■ Exercise instructions ■
Copy out the listing that follows in its entirety, keeping it exactly the same.

----------

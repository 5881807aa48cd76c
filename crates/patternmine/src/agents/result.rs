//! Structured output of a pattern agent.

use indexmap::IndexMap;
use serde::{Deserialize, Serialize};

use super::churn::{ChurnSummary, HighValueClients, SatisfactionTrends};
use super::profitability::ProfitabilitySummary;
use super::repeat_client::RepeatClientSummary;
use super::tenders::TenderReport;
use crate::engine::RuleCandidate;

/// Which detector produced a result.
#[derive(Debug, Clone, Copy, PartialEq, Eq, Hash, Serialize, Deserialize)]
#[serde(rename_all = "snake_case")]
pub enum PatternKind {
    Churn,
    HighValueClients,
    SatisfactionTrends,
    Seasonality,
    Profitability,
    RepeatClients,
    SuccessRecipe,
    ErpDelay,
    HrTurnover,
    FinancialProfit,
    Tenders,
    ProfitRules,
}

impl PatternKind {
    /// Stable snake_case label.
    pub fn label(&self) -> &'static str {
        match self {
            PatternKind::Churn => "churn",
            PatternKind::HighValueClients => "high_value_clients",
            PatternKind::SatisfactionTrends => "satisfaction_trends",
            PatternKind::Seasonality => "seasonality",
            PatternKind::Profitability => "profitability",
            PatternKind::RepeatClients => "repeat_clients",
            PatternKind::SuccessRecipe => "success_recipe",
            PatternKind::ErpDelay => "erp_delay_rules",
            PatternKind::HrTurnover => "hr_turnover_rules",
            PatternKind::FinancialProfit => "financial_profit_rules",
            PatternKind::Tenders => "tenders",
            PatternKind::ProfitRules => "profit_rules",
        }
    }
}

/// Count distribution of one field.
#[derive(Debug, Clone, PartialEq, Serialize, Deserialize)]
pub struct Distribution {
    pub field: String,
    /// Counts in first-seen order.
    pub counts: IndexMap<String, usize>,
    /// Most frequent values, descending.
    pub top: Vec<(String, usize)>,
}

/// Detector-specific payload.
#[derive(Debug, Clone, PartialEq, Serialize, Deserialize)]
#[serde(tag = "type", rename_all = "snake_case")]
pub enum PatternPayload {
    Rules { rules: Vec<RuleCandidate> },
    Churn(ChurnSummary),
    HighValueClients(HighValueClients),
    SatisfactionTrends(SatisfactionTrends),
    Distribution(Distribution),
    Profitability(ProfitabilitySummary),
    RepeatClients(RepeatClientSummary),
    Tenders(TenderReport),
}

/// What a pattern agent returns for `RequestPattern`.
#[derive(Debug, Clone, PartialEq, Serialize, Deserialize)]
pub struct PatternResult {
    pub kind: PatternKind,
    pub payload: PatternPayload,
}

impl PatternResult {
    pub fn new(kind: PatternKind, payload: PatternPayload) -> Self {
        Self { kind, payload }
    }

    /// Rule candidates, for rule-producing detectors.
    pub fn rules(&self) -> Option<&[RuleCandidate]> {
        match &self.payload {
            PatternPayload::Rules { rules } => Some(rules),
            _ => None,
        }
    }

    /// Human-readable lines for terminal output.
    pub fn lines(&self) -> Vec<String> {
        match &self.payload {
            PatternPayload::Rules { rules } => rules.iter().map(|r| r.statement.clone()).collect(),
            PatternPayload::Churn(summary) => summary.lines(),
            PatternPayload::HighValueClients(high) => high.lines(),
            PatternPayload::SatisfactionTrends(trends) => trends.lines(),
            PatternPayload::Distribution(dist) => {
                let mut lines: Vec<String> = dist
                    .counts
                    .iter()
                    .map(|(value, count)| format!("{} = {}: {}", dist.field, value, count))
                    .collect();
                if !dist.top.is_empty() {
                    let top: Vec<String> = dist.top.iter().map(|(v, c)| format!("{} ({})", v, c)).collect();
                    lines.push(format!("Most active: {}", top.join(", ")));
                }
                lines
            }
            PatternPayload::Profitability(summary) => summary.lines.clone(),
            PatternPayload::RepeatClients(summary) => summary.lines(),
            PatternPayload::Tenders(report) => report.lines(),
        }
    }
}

----------

■ Output below ■
repository 5881807aa48cd76c
filename crates/patternmine/src/agents/result.rs
//! Structured output of a pattern agent.

use indexmap::IndexMap;
use serde::{Deserialize, Serialize};

use super::churn::{ChurnSummary, HighValueClients, SatisfactionTrends};
use super::profitability::ProfitabilitySummary;
use super::repeat_client::RepeatClientSummary;
use super::tenders::TenderReport;
use crate::engine::RuleCandidate;

/// Which detector produced a result.
#[derive(Debug, Clone, Copy, PartialEq, Eq, Hash, Serialize, Deserialize)]
#[serde(rename_all = "snake_case")]
pub enum PatternKind {
    Churn,
    HighValueClients,
    SatisfactionTrends,
    Seasonality,
    Profitability,
    RepeatClients,
    SuccessRecipe,
    ErpDelay,
    HrTurnover,
    FinancialProfit,
    Tenders,
    ProfitRules,
}

impl PatternKind {
    /// Stable snake_case label.
    pub fn label(&self) -> &'static str {
        match self {
            PatternKind::Churn => "churn",
            PatternKind::HighValueClients => "high_value_clients",
            PatternKind::SatisfactionTrends => "satisfaction_trends",
            PatternKind::Seasonality => "seasonality",
            PatternKind::Profitability => "profitability",
            PatternKind::RepeatClients => "repeat_clients",
            PatternKind::SuccessRecipe => "success_recipe",
            PatternKind::ErpDelay => "erp_delay_rules",
            PatternKind::HrTurnover => "hr_turnover_rules",
            PatternKind::FinancialProfit => "financial_profit_rules",
            PatternKind::Tenders => "tenders",
            PatternKind::ProfitRules => "profit_rules",
        }
    }
}

/// Count distribution of one field.
#[derive(Debug, Clone, PartialEq, Serialize, Deserialize)]
pub struct Distribution {
    pub field: String,
    /// Counts in first-seen order.
    pub counts: IndexMap<String, usize>,
    /// Most frequent values, descending.
    pub top: Vec<(String, usize)>,
}

/// Detector-specific payload.
#[derive(Debug, Clone, PartialEq, Serialize, Deserialize)]
#[serde(tag = "type", rename_all = "snake_case")]
pub enum PatternPayload {
    Rules { rules: Vec<RuleCandidate> },
    Churn(ChurnSummary),
    HighValueClients(HighValueClients),
    SatisfactionTrends(SatisfactionTrends),
    Distribution(Distribution),
    Profitability(ProfitabilitySummary),
    RepeatClients(RepeatClientSummary),
    Tenders(TenderReport),
}

/// What a pattern agent returns for `RequestPattern`.
#[derive(Debug, Clone, PartialEq, Serialize, Deserialize)]
pub struct PatternResult {
    pub kind: PatternKind,
    pub payload: PatternPayload,
}

impl PatternResult {
    pub fn new(kind: PatternKind, payload: PatternPayload) -> Self {
        Self { kind, payload }
    }

    /// Rule candidates, for rule-producing detectors.
    pub fn rules(&self) -> Option<&[RuleCandidate]> {
        match &self.payload {
            PatternPayload::Rules { rules } => Some(rules),
            _ => None,
        }
    }

    /// Human-readable lines for terminal output.
    pub fn lines(&self) -> Vec<String> {
        match &self.payload {
            PatternPayload::Rules { rules } => rules.iter().map(|r| r.statement.clone()).collect(),
            PatternPayload::Churn(summary) => summary.lines(),
            PatternPayload::HighValueClients(high) => high.lines(),
            PatternPayload::SatisfactionTrends(trends) => trends.lines(),
            PatternPayload::Distribution(dist) => {
                let mut lines: Vec<String> = dist
                    .counts
                    .iter()
                    .map(|(value, count)| format!("{} = {}: {}", dist.field, value, count))
                    .collect();
                if !dist.top.is_empty() {
                    let top: Vec<String> = dist.top.iter().map(|(v, c)| format!("{} ({})", v, c)).collect();
                    lines.push(format!("Most active: {}", top.join(", ")));
                }
                lines
            }
            PatternPayload::Profitability(summary) => summary.lines.clone(),
            PatternPayload::RepeatClients(summary) => summary.lines(),
            PatternPayload::Tenders(report) => report.lines(),
        }
    }
}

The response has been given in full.